Our family has been in Albuquerque, New Mexico, for almost a month. Like many largely populated areas, the city has a lot of issues, but it also has a wealth of history and culture, which make it ripe to write about. Here are some things I’ve learned or noticed so far…
1.
Albuquerque has two nicknames (maybe
more): ABQ and Duke City.
2.
It is called ‘Duke City’ because it
was named after a Spanish Duke, Francisco Fernandez de la Cueva.
3.
The TV shows Breaking Bad and Better Call
Saul were filmed here, two of my favorites!
4.
Los Pollos Hermanos from Breaking Bad is really Twisters, a local
restaurant chain that serves burgers and burritos.
5.
The Sandia Mountains border the east
of Albuquerque. The setting sun gives
the mountains a reddish tint like watermelon, sandia in Spanish.
6. The road runner is the state bird. I’ve seen quite a few running around in the
neighborhoods. Seeing them always
reminds me of Loony Tunes!
7.
It is illegal to give the homeless or
anybody else money at street corners.
This doesn’t keep the large number of homeless in Albuquerque from
asking all over the city.
8.
Built more than 300 years ago, the San Felipe De Neri Church is
the oldest building in town.
9.
At 5312 feet, ABQ is the highest metropolitan city in America.
10. At
one point during the Civil War Albuquerque was under control of the Confederate
States of America.
11. Rather than Christmas lights during
the holidays, many people hang luminarias around the city and their homes. These are brown paper bags with candles in
them.
12. The climate in ABQ is said to be one
of the best in the USA. 300+ days of
sunshine, dry with warm days and cools nights.

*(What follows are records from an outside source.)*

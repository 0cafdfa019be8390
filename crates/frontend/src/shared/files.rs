//! File inputs

use leptos::ev::Event;
use leptos::prelude::*;
use wasm_bindgen::JsCast;

/// First file picked in the `<input type="file">` that fired `ev`
pub fn selected_file(ev: &Event) -> Option<web_sys::File> {
    ev.target()
        .and_then(|target| target.dyn_into::<web_sys::HtmlInputElement>().ok())
        .and_then(|input| input.files())
        .and_then(|files| files.get(0))
}

/// Human readable size, e.g. "1.4 MB"
pub fn format_size(bytes: f64) -> String {
    const KB: f64 = 1024.0;
    if bytes < KB {
        format!("{} B", bytes as u64)
    } else if bytes < KB * KB {
        format!("{:.1} KB", bytes / KB)
    } else {
        format!("{:.1} MB", bytes / (KB * KB))
    }
}

#[component]
pub fn FileName(#[prop(into)] name: Signal<Option<String>>) -> impl IntoView {
    view! {
        {move || name.get().map(|n| view! { <span class="file-name">{n}</span> })}
    }
}

#[cfg(test)]
mod tests {
    use super::*;

    #[test]
    fn test_format_size() {
        assert_eq!(format_size(512.0), "512 B");
        assert_eq!(format_size(1536.0), "1.5 KB");
        assert_eq!(format_size(2.0 * 1024.0 * 1024.0), "2.0 MB");
    }
}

We have been here a month and have seen only one cloudy day!
13. Speaking of weather, when tuberculosis
was a national epidemic in the 1910’s, easterners flocked to Albuquerque
because they thought the climate would help.
Sanitoriums were built all around the city.
14. I have driven in a lot of large cities
all over the world, places like Paris and Mexico City. Albuquerque drivers are some of the rudest I
have ever encountered.
15. Albuquerque is the Hot
Air Balloon Capital of the world. 500+ hot air balloons from all over the world
compete annually in October.
16. Paragliding is another popular
sport. It is common to see paragliders
near the Sandia mountains. Remember Wile E. Coyote?
17. New Mexico was the second to last
state admitted to the contiguous United States.
It was 47th and Arizona was 48th. Statehood was postponed so long for fear of
Native Americans and Hispanics not being able to ‘assimilate’.
18. Carlsbad Caverns, one of
the wonders of the world, is located about 300 miles south of Albuquerque.
19. Kirtland Air Force Base,
the sixth largest Air Force installation in the United States, is located in
Albuquerque.
20. There are so many different types of
restaurants, more eclectic than almost anywhere I have been, especially with a
Latin American influence. I’ll never be
able to try them all!
21. Albuquerque is in the
heart of Indian pueblo country -- the oldest farming civilization on the North
American continent.
22. The famous river that serves as a
natural border between Mexico and the USA, the Rio Grande, runs through
Albuquerque.
23. The cofounder of Etsy, Jared
Tarbell, is a native of ABQ.
24. There are five volcanic
cones that are easily visible from the city.
They have been extinct for thousands of years.
25. The Petroglyph National
Monument border the west side of ABQ.
The rocks there contain over 20,000 carved images dating from a few
hundred years old to at least a few millennia.